I think someone like MobiTV would be pretty well served by thinking about stuff like this. Mobile video makes sense, but only if there are clips and snippets of the right size worth watching. Clips and snippets of the right size are generally just about movie trailer or commercial length (I know some folks really think the ideal video length for mobile consumption is 4 to 5 minutes, but I disagree). People generally aren’t going to pay for those little videos however. Do I want to pay $3 to $10 to watch a few minutes of video on my phone? Hell no. So you need a different way to make money off that content. How about putting commercials in? No, when the slices of time you have to fill are short already no one wants to wait for commercials to go along with their content. So how about making the whole video clip a commercial? “What the hell are you talking about?” you might say. How about if the video clips that MobiTV carried were basically just coming attractions and short versions of longer content? If I download a clip via MobiTV, for free, and I like what I just saw I can opt to use my IP DRV at home to download the main content (a new movie, a television show, whatever).

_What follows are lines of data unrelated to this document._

//! Scheduling adjustment events and suggested actions.
//!
//! # Responsibility
//! - Describe occurrences that may require changing the meeting program.
//! - Carry the prioritized suggestions produced for those occurrences.
//!
//! # Invariants
//! - Events are immutable after construction; fields are read through accessors.
//! - Participant references are lookup keys only. They are validated against a
//!   registry lazily, when an adjuster resolves them.

use crate::model::participant::ParticipantId;
use chrono::NaiveDate;
use serde::{Deserialize, Serialize};

/// Kind of occurrence that triggers an adjustment.
#[derive(Debug, Clone, Copy, PartialEq, Eq, Hash, Serialize, Deserialize)]
#[serde(rename_all = "snake_case")]
pub enum AdjustmentType {
    PeriodicEvent,
    Absence,
    Substitution,
    SpecialDemand,
}

impl AdjustmentType {
    pub fn as_str(self) -> &'static str {
        match self {
            Self::PeriodicEvent => "periodic_event",
            Self::Absence => "absence",
            Self::Substitution => "substitution",
            Self::SpecialDemand => "special_demand",
        }
    }
}

/// Scheduling-relevant occurrence.
#[derive(Debug, Clone, PartialEq, Eq, Serialize, Deserialize)]
pub struct AdjustmentEvent {
    event_type: AdjustmentType,
    description: String,
    effective_date: NaiveDate,
    participant_id: Option<ParticipantId>,
    substitute_participant_id: Option<ParticipantId>,
    /// Free-form label such as "monthly" or "quarterly".
    recurrence: Option<String>,
}

impl AdjustmentEvent {
    /// Creates an event without participant references or recurrence.
    pub fn new(
        event_type: AdjustmentType,
        description: impl Into<String>,
        effective_date: NaiveDate,
    ) -> Self {
        Self {
            event_type,
            description: description.into(),
            effective_date,
            participant_id: None,
            substitute_participant_id: None,
            recurrence: None,
        }
    }

    /// Sets the affected (absent) participant.
    pub fn with_participant(mut self, participant_id: ParticipantId) -> Self {
        self.participant_id = Some(participant_id);
        self
    }

    pub fn with_substitute(mut self, substitute_participant_id: ParticipantId) -> Self {
        self.substitute_participant_id = Some(substitute_participant_id);
        self
    }

    pub fn with_recurrence(mut self, recurrence: impl Into<String>) -> Self {
        self.recurrence = Some(recurrence.into());
        self
    }

    pub fn event_type(&self) -> AdjustmentType {
        self.event_type
    }

    pub fn description(&self) -> &str {
        &self.description
    }

    pub fn effective_date(&self) -> NaiveDate {
        self.effective_date
    }

    pub fn participant_id(&self) -> Option<ParticipantId> {
        self.participant_id
    }

    pub fn substitute_participant_id(&self) -> Option<ParticipantId> {
        self.substitute_participant_id
    }

    pub fn recurrence(&self) -> Option<&str> {
        self.recurrence.as_deref()
    }

    /// Returns whether the event is still actionable at `reference`.
    ///
    /// Events dated on `reference` itself count as future.
    pub fn is_future_event(&self, reference: NaiveDate) -> bool {
        self.effective_date >= reference
    }
}

/// Suggested program change. Lower priority values are more urgent.
#[derive(Debug, Clone, PartialEq, Eq, Serialize, Deserialize)]
pub struct AdjustmentAction {
    pub message: String,
    pub priority: u8,
}

impl AdjustmentAction {
    pub const PRIORITY_HIGH: u8 = 0;
    pub const PRIORITY_MEDIUM: u8 = 1;
    pub const PRIORITY_LOW: u8 = 2;

    pub fn new(message: impl Into<String>, priority: u8) -> Self {
        Self {
            message: message.into(),
            priority,
        }
    }

    /// Creates a medium-priority action.
    pub fn medium(message: impl Into<String>) -> Self {
        Self::new(message, Self::PRIORITY_MEDIUM)
    }
}
//! Descriptive participation permissions and the per-classification matrix.
//!
//! Permissions are labels, not an access-control mechanism. Nothing in core
//! refuses an operation based on them.

use crate::model::classification::Classification;
use once_cell::sync::Lazy;
use serde::{Deserialize, Serialize};
use std::collections::{BTreeMap, BTreeSet};

/// Participation permission granted to a participant.
#[derive(Debug, Clone, Copy, PartialEq, Eq, PartialOrd, Ord, Hash, Serialize, Deserialize)]
#[serde(rename_all = "snake_case")]
pub enum Permission {
    AssignTalks,
    SupportStudies,
    HostVisitors,
    ParticipateAsStudent,
    ObserveOnly,
}

impl Permission {
    pub fn as_str(self) -> &'static str {
        match self {
            Self::AssignTalks => "assign_talks",
            Self::SupportStudies => "support_studies",
            Self::HostVisitors => "host_visitors",
            Self::ParticipateAsStudent => "participate_as_student",
            Self::ObserveOnly => "observe_only",
        }
    }

    /// User-facing short description.
    pub fn description(self) -> &'static str {
        match self {
            Self::AssignTalks => "May be assigned talks.",
            Self::SupportStudies => "May support student parts and studies.",
            Self::HostVisitors => "May host visiting speakers.",
            Self::ParticipateAsStudent => "May take student parts.",
            Self::ObserveOnly => "Attends without an assigned part.",
        }
    }
}

static PERMISSION_MATRIX: Lazy<BTreeMap<Classification, BTreeSet<Permission>>> =
    Lazy::new(|| {
        BTreeMap::from([
            (
                Classification::Elder,
                BTreeSet::from([
                    Permission::AssignTalks,
                    Permission::SupportStudies,
                    Permission::HostVisitors,
                ]),
            ),
            (
                Classification::MinisterialServant,
                BTreeSet::from([Permission::SupportStudies, Permission::HostVisitors]),
            ),
            (
                Classification::GeneralParticipant,
                BTreeSet::from([Permission::ParticipateAsStudent, Permission::ObserveOnly]),
            ),
        ])
    });

/// Returns the default permission set for `classification`.
///
/// The matrix is read-only; the returned set is an owned copy.
pub fn permission_matrix(classification: Classification) -> BTreeSet<Permission> {
    PERMISSION_MATRIX
        .get(&classification)
        .cloned()
        .unwrap_or_default()
}

#[cfg(test)]
mod tests {
    use super::{permission_matrix, Permission};
    use crate::model::classification::Classification;
    use std::collections::BTreeSet;

    #[test]
    fn matrix_matches_classification_hierarchy() {
        assert_eq!(
            permission_matrix(Classification::Elder),
            BTreeSet::from([
                Permission::AssignTalks,
                Permission::SupportStudies,
                Permission::HostVisitors,
            ])
        );
        assert_eq!(
            permission_matrix(Classification::MinisterialServant),
            BTreeSet::from([Permission::SupportStudies, Permission::HostVisitors])
        );
        assert_eq!(
            permission_matrix(Classification::GeneralParticipant),
            BTreeSet::from([Permission::ParticipateAsStudent, Permission::ObserveOnly])
        );
    }

    #[test]
    fn every_classification_has_permissions() {
        for classification in Classification::ALL {
            assert!(!permission_matrix(classification).is_empty());
        }
    }

    #[test]
    fn returned_set_is_a_copy() {
        let mut granted = permission_matrix(Classification::Elder);
        granted.clear();
        assert_eq!(permission_matrix(Classification::Elder).len(), 3);
    }

    #[test]
    fn exposes_descriptions() {
        assert!(Permission::AssignTalks.description().contains("talks"));
        assert!(Permission::ObserveOnly.as_str().ends_with("only"));
    }
}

Television already runs cross promotion on television in order to get folks to change the channel to whatever it is they’re pimping. How about paying to pimp it on mobiles as well. If the content were done right I think people might actually enjoy the bits they get on their mobile, and because they get it for free they’ll be a lot happier with what they do get. It would basicly be using your mobile as a video remote control for your DVR at home. You can whip it out when you have a few minutes free and check out recomendations and new additions instead of doing that part with the remote control while sitting on the couch. When you select stuff you want it activates the box at home that starts downloading. And by the time you park your ass in front of the tube you have a hot steaming dose of fresh video cache to stimulate and amuse and rock you to sleep. Sounds like a good idea to me at least.